= EXERCISE REQUIREMENTS =
What lines in the data below mention the string "Using"? Copy them out.

-------- DATA TO EXAMINE

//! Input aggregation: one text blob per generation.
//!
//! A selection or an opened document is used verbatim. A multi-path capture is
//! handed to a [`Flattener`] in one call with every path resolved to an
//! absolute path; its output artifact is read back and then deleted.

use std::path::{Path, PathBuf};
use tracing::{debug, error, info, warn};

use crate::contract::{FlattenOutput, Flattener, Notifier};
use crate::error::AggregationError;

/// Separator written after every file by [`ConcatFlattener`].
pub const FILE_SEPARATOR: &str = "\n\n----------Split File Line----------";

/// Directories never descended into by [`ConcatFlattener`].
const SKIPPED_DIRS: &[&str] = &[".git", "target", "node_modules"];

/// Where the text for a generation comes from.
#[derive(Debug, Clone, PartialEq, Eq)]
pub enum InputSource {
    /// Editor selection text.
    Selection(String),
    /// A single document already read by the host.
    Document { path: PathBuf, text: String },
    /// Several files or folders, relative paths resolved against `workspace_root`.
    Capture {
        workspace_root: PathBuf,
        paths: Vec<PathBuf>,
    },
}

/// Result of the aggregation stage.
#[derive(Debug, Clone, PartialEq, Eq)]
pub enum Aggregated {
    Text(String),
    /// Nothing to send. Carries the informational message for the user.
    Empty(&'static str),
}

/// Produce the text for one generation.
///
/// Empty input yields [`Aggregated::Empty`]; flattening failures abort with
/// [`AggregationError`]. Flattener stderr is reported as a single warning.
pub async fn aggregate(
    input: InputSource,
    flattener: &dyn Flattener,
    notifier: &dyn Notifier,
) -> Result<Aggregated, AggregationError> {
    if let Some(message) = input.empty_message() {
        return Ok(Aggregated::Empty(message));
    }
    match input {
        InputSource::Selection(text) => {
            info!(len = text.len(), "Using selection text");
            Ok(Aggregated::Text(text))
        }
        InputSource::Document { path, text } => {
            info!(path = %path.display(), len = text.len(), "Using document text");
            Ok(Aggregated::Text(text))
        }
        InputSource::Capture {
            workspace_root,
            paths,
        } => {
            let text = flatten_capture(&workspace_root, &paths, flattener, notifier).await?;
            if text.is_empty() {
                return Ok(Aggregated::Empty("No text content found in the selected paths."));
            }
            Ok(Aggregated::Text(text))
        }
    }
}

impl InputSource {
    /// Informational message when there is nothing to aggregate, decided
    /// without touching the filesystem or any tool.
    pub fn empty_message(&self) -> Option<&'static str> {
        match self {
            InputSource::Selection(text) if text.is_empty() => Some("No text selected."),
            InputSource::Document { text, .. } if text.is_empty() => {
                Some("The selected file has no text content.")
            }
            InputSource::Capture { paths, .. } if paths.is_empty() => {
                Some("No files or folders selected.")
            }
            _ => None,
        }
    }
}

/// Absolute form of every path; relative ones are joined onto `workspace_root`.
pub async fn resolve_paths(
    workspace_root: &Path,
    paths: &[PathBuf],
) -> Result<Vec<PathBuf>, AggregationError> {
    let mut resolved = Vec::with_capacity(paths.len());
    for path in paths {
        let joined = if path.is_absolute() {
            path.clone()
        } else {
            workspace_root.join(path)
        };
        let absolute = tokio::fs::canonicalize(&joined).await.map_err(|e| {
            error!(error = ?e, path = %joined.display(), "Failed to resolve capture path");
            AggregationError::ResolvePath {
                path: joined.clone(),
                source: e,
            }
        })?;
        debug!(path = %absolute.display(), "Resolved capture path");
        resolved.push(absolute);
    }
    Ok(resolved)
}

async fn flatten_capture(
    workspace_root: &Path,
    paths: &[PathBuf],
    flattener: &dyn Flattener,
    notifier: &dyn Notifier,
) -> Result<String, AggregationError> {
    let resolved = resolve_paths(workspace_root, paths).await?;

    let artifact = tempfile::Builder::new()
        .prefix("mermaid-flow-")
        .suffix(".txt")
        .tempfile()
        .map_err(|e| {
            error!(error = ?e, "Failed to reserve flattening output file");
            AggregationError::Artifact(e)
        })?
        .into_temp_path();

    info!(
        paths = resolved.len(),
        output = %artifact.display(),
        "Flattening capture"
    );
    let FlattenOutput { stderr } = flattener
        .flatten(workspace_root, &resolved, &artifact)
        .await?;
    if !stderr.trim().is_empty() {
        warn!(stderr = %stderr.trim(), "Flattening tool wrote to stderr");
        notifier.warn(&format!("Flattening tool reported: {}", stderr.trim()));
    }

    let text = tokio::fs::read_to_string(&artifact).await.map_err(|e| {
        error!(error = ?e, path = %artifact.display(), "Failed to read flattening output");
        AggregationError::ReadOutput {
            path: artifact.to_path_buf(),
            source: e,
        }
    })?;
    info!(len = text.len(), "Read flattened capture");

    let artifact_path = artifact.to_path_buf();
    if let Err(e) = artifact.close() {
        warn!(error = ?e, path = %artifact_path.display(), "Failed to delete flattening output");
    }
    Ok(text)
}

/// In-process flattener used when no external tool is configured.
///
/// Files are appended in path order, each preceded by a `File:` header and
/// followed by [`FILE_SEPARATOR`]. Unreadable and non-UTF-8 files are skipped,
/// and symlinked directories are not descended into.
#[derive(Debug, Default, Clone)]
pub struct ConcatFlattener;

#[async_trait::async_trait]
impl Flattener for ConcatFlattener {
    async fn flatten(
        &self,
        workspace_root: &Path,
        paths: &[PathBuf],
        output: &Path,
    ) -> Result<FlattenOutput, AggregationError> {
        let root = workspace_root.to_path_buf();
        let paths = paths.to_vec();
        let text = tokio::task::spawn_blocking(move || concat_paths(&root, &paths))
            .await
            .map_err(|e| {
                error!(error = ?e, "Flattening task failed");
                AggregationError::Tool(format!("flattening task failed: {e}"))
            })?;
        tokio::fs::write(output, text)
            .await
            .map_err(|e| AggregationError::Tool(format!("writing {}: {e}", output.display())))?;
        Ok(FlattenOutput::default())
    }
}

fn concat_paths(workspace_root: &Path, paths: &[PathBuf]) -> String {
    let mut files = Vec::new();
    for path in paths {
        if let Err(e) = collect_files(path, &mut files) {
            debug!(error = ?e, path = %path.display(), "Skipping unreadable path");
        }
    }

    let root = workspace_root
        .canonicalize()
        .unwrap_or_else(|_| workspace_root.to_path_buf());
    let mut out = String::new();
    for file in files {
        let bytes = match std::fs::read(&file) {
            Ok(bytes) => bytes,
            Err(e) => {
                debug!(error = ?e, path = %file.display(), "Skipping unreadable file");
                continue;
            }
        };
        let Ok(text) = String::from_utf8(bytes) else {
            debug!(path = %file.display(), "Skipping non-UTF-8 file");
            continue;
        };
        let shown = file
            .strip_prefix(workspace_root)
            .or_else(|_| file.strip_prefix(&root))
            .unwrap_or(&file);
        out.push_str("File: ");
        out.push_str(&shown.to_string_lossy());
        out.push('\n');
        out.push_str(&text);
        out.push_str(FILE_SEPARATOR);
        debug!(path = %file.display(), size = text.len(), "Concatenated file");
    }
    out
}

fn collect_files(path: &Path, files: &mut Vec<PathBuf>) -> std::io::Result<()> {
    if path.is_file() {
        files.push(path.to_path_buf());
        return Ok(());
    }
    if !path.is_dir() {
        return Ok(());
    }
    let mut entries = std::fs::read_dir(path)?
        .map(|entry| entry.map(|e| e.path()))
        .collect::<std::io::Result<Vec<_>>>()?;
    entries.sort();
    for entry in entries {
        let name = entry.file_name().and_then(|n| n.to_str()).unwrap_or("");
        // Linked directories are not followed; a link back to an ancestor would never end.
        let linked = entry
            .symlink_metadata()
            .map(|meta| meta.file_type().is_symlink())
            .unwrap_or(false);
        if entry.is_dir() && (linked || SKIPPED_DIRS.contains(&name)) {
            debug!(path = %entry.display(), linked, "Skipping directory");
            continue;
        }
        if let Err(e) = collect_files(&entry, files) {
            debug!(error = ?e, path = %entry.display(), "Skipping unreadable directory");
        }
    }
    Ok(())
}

----------------

= RESPONSE AREA =
            info!(len = text.len(), "Using selection text");
            info!(path = %path.display(), len = text.len(), "Using document text");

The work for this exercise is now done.